Título: Amorim admite dialogar com Hamas e leva pito de palestino
Autor: Chade, Jamil
Fonte: O Estado de São Paulo, 07/01/2010, Nacional, p. A6

Ministro fala em "contatos informais no passado" e ouve alerta de "cuidado"

O chanceler Celso Amorim admitiu que o Brasil estaria disposto a estabelecer um diálogo com o grupo Hamas, alvo de boicote dos países ocidentais, e quer participar do monitoramento de eventual relançamento de um processo de paz no Oriente Médio. Mas recebeu ontem um duro recado do governo da Autoridade Palestina: uma aproximação com o Hamas pode dar a impressão ao grupo considerado como terrorista de estar ganhando legitimidade internacional.

"Qualquer aproximação com o Hamas hoje pode ser interpretada pelo Hamas como uma espécie de fraqueza da comunidade internacional e um sinal de reconhecimento do sistema de facto criado em Gaza por meio da força e de um golpe. Por isso, os países devem ter cuidado", alertou o ministro das Relações Exteriores da Autoridade Palestina, Riad Malki, que se reuniu ontem com Amorim.

A pauta do encontro incluía a participação do Brasil no monitoramento da implementação do processo de paz na região, uma nova posição que o Itamaraty quer garantir nos próximos meses. Os ministros ainda trataram da realização de uma conferência mundial no Brasil com a diáspora palestina e a confirmação da visita do presidente Luiz Inácio Lula da Silva aos territórios palestinos, Israel e Jordânia em março.

"Sempre sentimos que muitos países têm o direito de dar sua contribuição para o processo de paz. Se o Brasil quiser ter esse papel, devemos considerar. Isso ajudará o processo de paz", disse o palestino.

Amorim confirmou essa intenção. Segundo ele, a ideia é que, em uma eventual retomada do processo de paz, o Itamaraty possa ficar encarregado de monitorar um aspecto do tratado - como fronteiras ou outro tema.

SEM MÁGICA

Sobre a viagem de Lula ao Oriente Médio, Amorim garantiu que ele não irá com "soluções mágicas" nem com ambição de protagonismo. "As soluções estão lá. Já sabemos o que podemos obter como resultado. Mas a questão é como é que será a implementação do processo de paz. E não reinventar o processo."

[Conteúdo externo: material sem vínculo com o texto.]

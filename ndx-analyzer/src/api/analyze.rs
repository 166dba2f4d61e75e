//! Synchronous analysis endpoint
//!
//! POST /api/analyze-demographics runs the whole pipeline inside the request
//! and returns `{results, summary}`.

use crate::api::client::client_id;
use crate::config::resolve_credentials;
use crate::models::{AnalysisRequest, Credentials};
use crate::services::{request_validator, RateDecision};
use crate::{ApiError, ApiResult, AppState};
use axum::{
    body::Bytes,
    extract::{ConnectInfo, State},
    http::{HeaderMap, HeaderValue},
    response::{IntoResponse, Response},
    routing::post,
    Json, Router,
};
use chrono::{DateTime, SecondsFormat, Utc};
use std::net::SocketAddr;
use std::sync::atomic::AtomicUsize;
use tokio_util::sync::CancellationToken;

/// Request that passed admission, validation and preflight
pub(crate) struct AdmittedRun {
    pub request: AnalysisRequest,
    pub credentials: Credentials,
    pub remaining: u32,
    pub reset_at: DateTime<Utc>,
}

impl AdmittedRun {
    /// Attach X-RateLimit-* headers
    pub fn rate_limit_headers(&self, response: &mut Response) {
        let headers = response.headers_mut();
        headers.insert("x-ratelimit-remaining", HeaderValue::from(self.remaining));
        if let Ok(reset) =
            HeaderValue::from_str(&self.reset_at.to_rfc3339_opts(SecondsFormat::Secs, true))
        {
            headers.insert("x-ratelimit-reset", reset);
        }
    }
}

/// Rate limit, then validate, then check provider configuration
pub(crate) async fn admit(
    state: &AppState,
    headers: &HeaderMap,
    peer: Option<SocketAddr>,
    body: &[u8],
) -> ApiResult<AdmittedRun> {
    let client = client_id(headers, peer);
    let (remaining, reset_at) = match state.rate_limiter.check(&client).await {
        RateDecision::Allowed {
            remaining,
            reset_at,
        } => (remaining, reset_at),
        RateDecision::Limited {
            retry_after_secs, ..
        } => return Err(ApiError::RateLimited { retry_after_secs }),
    };

    let raw: serde_json::Value = serde_json::from_slice(body)
        .map_err(|e| ApiError::BadRequest(format!("Invalid JSON body: {}", e)))?;
    let request = request_validator::validate(&raw)?;

    let credentials = resolve_credentials(&request.credentials, &state.config.providers);
    state.orchestrator.preflight(&request, &credentials)?;

    tracing::debug!(
        client = %client,
        names = request.names.len(),
        remaining,
        "Analysis request admitted"
    );

    Ok(AdmittedRun {
        request,
        credentials,
        remaining,
        reset_at,
    })
}

/// POST /api/analyze-demographics
pub async fn analyze_demographics(
    State(state): State<AppState>,
    peer: Option<ConnectInfo<SocketAddr>>,
    headers: HeaderMap,
    body: Bytes,
) -> ApiResult<Response> {
    let admitted = admit(&state, &headers, peer.map(|ConnectInfo(addr)| addr), &body).await?;

    let outcome = state
        .orchestrator
        .run(
            &admitted.request,
            &admitted.credentials,
            &CancellationToken::new(),
            &AtomicUsize::new(0),
        )
        .await?;

    let mut response = Json(outcome.response).into_response();
    admitted.rate_limit_headers(&mut response);
    Ok(response)
}

/// Build synchronous analysis routes
pub fn analyze_routes() -> Router<AppState> {
    Router::new().route("/api/analyze-demographics", post(analyze_demographics))
}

O ministro ainda admitiu que o governo brasileiro já manteve "contatos informais com o Hamas no passado". Mas não disse quando nem quem fez o contato. Apenas indicou disposição de repetir se isso fosse ajudar o processo. "Se isso ajudar, não excluo. Acreditamos no poder da razão. Talvez seja inocente. Mas temos de conversar", disse, ao ser indagado se estaria disposto a conversar com o Hamas diretamente.

Mas Malki, contrário ao Hamas, foi enfático em defender "cuidado" com a ideia. "Desde que o Hamas fez golpe em 2007, não deu nenhum sinal de que quer revisar suas ações. Na realidade, desintegraram o sistema político de Gaza e substituíram por seu próprio sistema de poder", disse Malki. "No momento em que o Hamas fizer parte de processo político e aderir aos princípios básicos, então não haverá portas fechadas."

Amorim concordou. "Claro que precisa ser parte do processo político", afirmou ele, defendendo a reconciliação. "A união é fundamental para um Estado estável."